Sur deux sujets mettant le RN aux prises avec l’Union européenne, Marine Le Pen assure aussi au Monde ne pas vouloir entrer en confrontation avec la Commission européenne, mais plutôt négocier à Bruxelles et convaincre ses partenaires européens : qu’il s’agisse d’une réforme du règlement de l’espace Schengen, pour y réintroduire un système de visas intérieurs, ou de la baisse de la TVA à 5,5 % sur l’essence.
« Vision manichéenne »
Sur ce dernier point, qui deviendrait concret en cas d’accession de Jordan Bardella, le président du RN, à Matignon, elle précise : « Dans l’attente de négocier à Bruxelles l’autorisation de baisser la TVA sur le carburant à 5,5 % , nous l’abaisserons au taux intermédiaire autorisé, soit 15 %, et nous baisserons l’accise – en l’occurrence la TICPE [taxe intérieure de consommation sur les produits énergétiques] – du montant équivalent. » Il y a encore deux ans, elle assurait vouloir interpréter à sa manière les textes européens.
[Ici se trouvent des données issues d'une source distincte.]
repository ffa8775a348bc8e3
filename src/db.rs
use sqlx::{Pool, Postgres};

pub type DbPool = Pool<Postgres>;

pub async fn create_pool(database_url: &str) -> Result<DbPool, sqlx::Error> {
    sqlx::postgres::PgPoolOptions::new()
        .max_connections(5)
        .connect(database_url)
        .await
}

pub async fn run_migrations(pool: &DbPool) -> Result<(), sqlx::migrate::MigrateError> {
    sqlx::migrate!("./migrations").run(pool).await
}
use serde::{Deserialize, Serialize};
use uuid::Uuid;

use crate::message::message_models::{MessageResponse, MessageStatus};

/// Server-to-client frames. Tag names are the wire event names.
#[derive(Debug, Clone, Serialize, Deserialize)]
#[serde(tag = "type", rename_all = "kebab-case")]
pub enum WsMessage {
    NewMessage(MessageResponse),
    MessageUpdated(MessageResponse),
    MessageDeleted(MessageDeletedPayload),
    MessageStatusUpdate(MessageStatusPayload),
    Typing(TypingPayload),
    StoppedTyping(TypingPayload),
    Error(ErrorPayload),
}

#[derive(Debug, Clone, Serialize, Deserialize)]
pub struct MessageDeletedPayload {
    pub message_id: Uuid,
}

#[derive(Debug, Clone, Serialize, Deserialize)]
pub struct MessageStatusPayload {
    pub message_id: Uuid,
    pub status: MessageStatus,
}

#[derive(Debug, Clone, Serialize, Deserialize)]
pub struct TypingPayload {
    pub sender: Uuid,
    pub receiver: Uuid,
}

#[derive(Debug, Clone, Serialize, Deserialize)]
pub struct ErrorPayload {
    pub message: String,
}

// Client-to-server signals
#[derive(Debug, Clone, Deserialize)]
#[serde(tag = "type", rename_all = "kebab-case")]
pub enum ClientSignal {
    Authenticate(AuthenticatePayload),
    Typing(TypingPayload),
    StoppedTyping(TypingPayload),
}

#[derive(Debug, Clone, Deserialize)]
pub struct AuthenticatePayload {
    pub user_id: Uuid,
}

#[cfg(test)]
mod tests {
    use super::*;
    use chrono::Utc;

    #[test]
    fn test_server_frame_tags() {
        let frame = WsMessage::MessageDeleted(MessageDeletedPayload {
            message_id: Uuid::new_v4(),
        });
        let json: serde_json::Value =
            serde_json::from_str(&serde_json::to_string(&frame).unwrap()).unwrap();
        assert_eq!(json["type"], "message-deleted");

        let frame = WsMessage::MessageStatusUpdate(MessageStatusPayload {
            message_id: Uuid::new_v4(),
            status: MessageStatus::Read,
        });
        let json: serde_json::Value =
            serde_json::from_str(&serde_json::to_string(&frame).unwrap()).unwrap();
        assert_eq!(json["type"], "message-status-update");
        assert_eq!(json["status"], "read");
    }

    #[test]
    fn test_new_message_frame_carries_full_record() {
        let frame = WsMessage::NewMessage(MessageResponse {
            id: Uuid::new_v4(),
            sender_id: Uuid::new_v4(),
            receiver_id: Uuid::new_v4(),
            content: "hi".to_string(),
            status: MessageStatus::Sent,
            created_at: Utc::now(),
        });
        let json: serde_json::Value =
            serde_json::from_str(&serde_json::to_string(&frame).unwrap()).unwrap();
        assert_eq!(json["type"], "new-message");
        assert_eq!(json["content"], "hi");
        assert_eq!(json["status"], "sent");
    }

    #[test]
    fn test_client_signal_parsing() {
        let user_id = Uuid::new_v4();
        let signal: ClientSignal = serde_json::from_str(&format!(
            r#"{{"type":"authenticate","user_id":"{}"}}"#,
            user_id
        ))
        .unwrap();
        assert!(matches!(
            signal,
            ClientSignal::Authenticate(AuthenticatePayload { user_id: id }) if id == user_id
        ));

        let sender = Uuid::new_v4();
        let receiver = Uuid::new_v4();
        let signal: ClientSignal = serde_json::from_str(&format!(
            r#"{{"type":"stopped-typing","sender":"{}","receiver":"{}"}}"#,
            sender, receiver
        ))
        .unwrap();
        assert!(matches!(
            signal,
            ClientSignal::StoppedTyping(TypingPayload { receiver: r, .. }) if r == receiver
        ));
    }

    #[test]
    fn test_unknown_signal_is_rejected() {
        let result: Result<ClientSignal, _> =
            serde_json::from_str(r#"{"type":"shutdown-server"}"#);
        assert!(result.is_err());
    }
}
C’est un changement d’état d’esprit étonnant dans l’histoire du parti d’extrême droite. « Nous sommes un parti bonapartiste, ce n’est pas dans notre culture », admet le député RN du Pas-de-Calais sortant Bruno Bilde. Longtemps, le FN puis le RN ont démonisé l’Union européenne – or, on ne discute pas avec le diable. Comme l’a analysé la chercheuse Cécile Alduy, le parti divisait le monde en « deux camps antagonistes irréconciliables », assurant une bipolarisation plaçant le RN du côté du peuple et du bien. Dans Marine Le Pen prise aux mots (Seuil, 2015), la sémiologue, professeure à l’université Stanford (Californie), écrit : « Dans cette vision manichéenne, le combat politique est envisagé (…) comme une lutte essentialiste entre “patriotes” et “mondialistes” qui annule à l’avance tout débat, tout compromis, toute alliance. »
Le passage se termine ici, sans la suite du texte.